START Supplied material
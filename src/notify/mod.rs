// SPDX-License-Identifier: AGPL-3.0-or-later
// Copyright (c) 2025-2026 JR Morton

//! Administrator notification channels.
//!
//! Compliance outcomes that need an operator's attention (unrecognized
//! software awaiting approval, blacklist hits, approval timeouts) are
//! broadcast as [`Notice`]s to every available [`NotificationChannel`].

use std::fmt;
use std::sync::Arc;

use async_trait::async_trait;
use chrono::{DateTime, Utc};
use serde::{Deserialize, Serialize};

pub mod log;
pub mod queue;

pub use log::LogChannel;
pub use queue::QueueChannel;

/// How urgently an operator should look at a notice.
#[derive(Debug, Clone, Copy, PartialEq, Eq, PartialOrd, Ord, Serialize, Deserialize)]
#[serde(rename_all = "lowercase")]
pub enum Severity {
    Info,
    Warning,
    Critical,
}

impl fmt::Display for Severity {
    fn fmt(&self, f: &mut fmt::Formatter<'_>) -> fmt::Result {
        match self {
            Severity::Info => write!(f, "INFO"),
            Severity::Warning => write!(f, "WARN"),
            Severity::Critical => write!(f, "CRIT"),
        }
    }
}

/// A broadcast message for administrators.
#[derive(Debug, Clone, PartialEq, Serialize, Deserialize)]
pub struct Notice {
    pub severity: Severity,
    /// uid of the participant the notice is about, if any.
    pub subject: Option<String>,
    pub text: String,
    pub at: DateTime<Utc>,
}

impl Notice {
    pub fn new(severity: Severity, subject: Option<&str>, text: impl Into<String>) -> Self {
        Self {
            severity,
            subject: subject.map(str::to_string),
            text: text.into(),
            at: Utc::now(),
        }
    }
}

impl fmt::Display for Notice {
    fn fmt(&self, f: &mut fmt::Formatter<'_>) -> fmt::Result {
        write!(f, "[{}] {}", self.severity, self.text)
    }
}

/// A destination for administrator notices.
#[async_trait]
pub trait NotificationChannel: Send + Sync {
    fn name(&self) -> &str;

    fn is_available(&self) -> bool;

    async fn broadcast(&self, notice: &Notice) -> anyhow::Result<()>;
}

/// The set of channels notices fan out to.
#[derive(Default, Clone)]
pub struct ChannelRegistry {
    channels: Vec<Arc<dyn NotificationChannel>>,
}

impl ChannelRegistry {
    pub fn new() -> Self {
        Self::default()
    }

    pub fn register(&mut self, channel: Arc<dyn NotificationChannel>) {
        self.channels.push(channel);
    }

    /// Channels currently able to deliver.
    pub fn available(&self) -> impl Iterator<Item = &Arc<dyn NotificationChannel>> {
        self.channels.iter().filter(|c| c.is_available())
    }

    pub fn len(&self) -> usize {
        self.channels.len()
    }

    pub fn is_empty(&self) -> bool {
        self.channels.is_empty()
    }
}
END Supplied material
● Problem details: Reproduce, with both ends included, the lines from the one holding "self.channels.iter().filter(|c| c.is_available())" to the end of the records above.

● Result for this task:
        self.channels.iter().filter(|c| c.is_available())
    }

    pub fn len(&self) -> usize {
        self.channels.len()
    }

    pub fn is_empty(&self) -> bool {
        self.channels.is_empty()
    }
}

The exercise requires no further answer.